The introduction of the Retirement Security and Savings Act sets the stage for action in the Senate and further increases the chances for action in Congress. 

The legislation comes following action by the House Ways & Means Committee, which on May 5 passed by unanimous consent the Securing a Strong Retirement Act of 2021 (H.R. 2954)—a.k.a. the “SECURE Act 2.0.” Several provisions in the Portman-Cardin bill overlap with the SECURE Act 2.0. 

Additionally, both Portman and Cardin serve on the Senate Finance Committee, which has jurisdiction over retirement policy in relation to the Internal Revenue Code. They also have worked together on retirement policy legislation for more than two decades, sponsoring more than 20 retirement savings bills together, major portions of which were enacted into law.

“Since our last comprehensive retirement package became law in 2001, we’ve seen more Americans participate in 401(k)s and IRAs to save for their retirement, but our nation’s savings rate still remains too low and there are far too many Americans with no retirement account at all,” Portman stated in urging his colleagues to support the bill. 

Portman, however, earlier this year announced that this will be his last term serving in the Senate. Similarly, Rep. Kevin Brady (R-TX), who is the ranking Republican on the House Ways and Means Committee, recently announced that he does not plan to run again.  Meanwhile, Sen. Ron Wyden (D-OR), Chairman of the Senate Finance Committee, has not yet released a comprehensive retirement bill, but it is anticipated that he will do so in the coming weeks, perhaps this fall, suggesting that the House and Senate may be working on parallel tracks.  

Building on the four themes highlighted above, key provisions in the bill include the following.
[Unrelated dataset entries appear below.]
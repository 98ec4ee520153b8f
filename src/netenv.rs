//! Network environment collaborator — device locations and firewall
//! exceptions.
//!
//! The fabric never probes the network itself; it asks an implementation of
//! [`NetEnv`] for the device's best-effort internet locations and for
//! temporary firewall exceptions while dialing a hub. Production wires this
//! to the host integration layer; tests use fixed stubs.

use std::net::IpAddr;

use serde::{Deserialize, Serialize};

/// An approximate geographic position, optionally tied to the IP it was
/// derived from.
#[derive(Debug, Clone, Copy, PartialEq, Serialize, Deserialize)]
pub struct Location {
    pub ip: Option<IpAddr>,
    pub latitude: f64,
    pub longitude: f64,
}

impl Location {
    pub fn new(latitude: f64, longitude: f64) -> Self {
        Self {
            ip: None,
            latitude,
            longitude,
        }
    }

    pub fn with_ip(latitude: f64, longitude: f64, ip: IpAddr) -> Self {
        Self {
            ip: Some(ip),
            latitude,
            longitude,
        }
    }

    /// Great-circle distance to `other` in kilometers (haversine).
    pub fn distance_km(&self, other: &Location) -> f64 {
        const EARTH_RADIUS_KM: f64 = 6371.0;

        let lat1 = self.latitude.to_radians();
        let lat2 = other.latitude.to_radians();
        let dlat = (other.latitude - self.latitude).to_radians();
        let dlon = (other.longitude - self.longitude).to_radians();

        let a = (dlat / 2.0).sin().powi(2) + lat1.cos() * lat2.cos() * (dlon / 2.0).sin().powi(2);
        2.0 * EARTH_RADIUS_KM * a.sqrt().atan2((1.0 - a).sqrt())
    }
}

/// The device's best v4 and v6 internet locations.
#[derive(Debug, Clone, Default)]
pub struct DeviceLocations {
    pub v4: Option<Location>,
    pub v6: Option<Location>,
}

impl DeviceLocations {
    pub fn best_v4(&self) -> Option<&Location> {
        self.v4.as_ref()
    }

    pub fn best_v6(&self) -> Option<&Location> {
        self.v6.as_ref()
    }

    /// The IP to use when building the device's own entity for entry-policy
    /// probes. Prefers v4.
    pub fn best_ip(&self) -> Option<IpAddr> {
        self.v4
            .as_ref()
            .and_then(|l| l.ip)
            .or_else(|| self.v6.as_ref().and_then(|l| l.ip))
    }
}

/// Host network integration consumed by the captain.
pub trait NetEnv: Send + Sync {
    /// Best-effort v4/v6 device location, or `None` when the device cannot
    /// be located at all.
    fn internet_location(&self) -> Option<DeviceLocations>;

    /// Replace the current firewall exceptions with the given addresses.
    /// Passing `(None, None)` clears them.
    fn set_exceptions(&self, ipv4: Option<IpAddr>, ipv6: Option<IpAddr>);
}

/// Scoped firewall exception: set on construction, cleared on drop, so the
/// exception cannot outlive the dial attempt on any exit path.
pub struct ExceptionGuard<'a> {
    env: &'a dyn NetEnv,
}

impl<'a> ExceptionGuard<'a> {
    pub fn set(env: &'a dyn NetEnv, ipv4: Option<IpAddr>, ipv6: Option<IpAddr>) -> Self {
        env.set_exceptions(ipv4, ipv6);
        Self { env }
    }
}

impl Drop for ExceptionGuard<'_> {
    fn drop(&mut self) {
        self.env.set_exceptions(None, None);
    }
}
Setting More Aside for Retirement

  • New automatic safe harbor. Seeking to address concerns that the current safe harbor automatic default deferral rate of 3% during the first year is too low, the bill provides a new incentive for employers to offer a more generous automatic enrollment plan and receive a safe harbor from costly retirement plan rules. The provision provides a tax credit for employers that offer these safe harbor plans starting at 6% of pay in addition to the existing safe harbor at 3%. 
  • Catch-up contributions. Increases the catch-up contribution limits from $6,000 to $10,000 for individuals over age 60 with 401(k) plans.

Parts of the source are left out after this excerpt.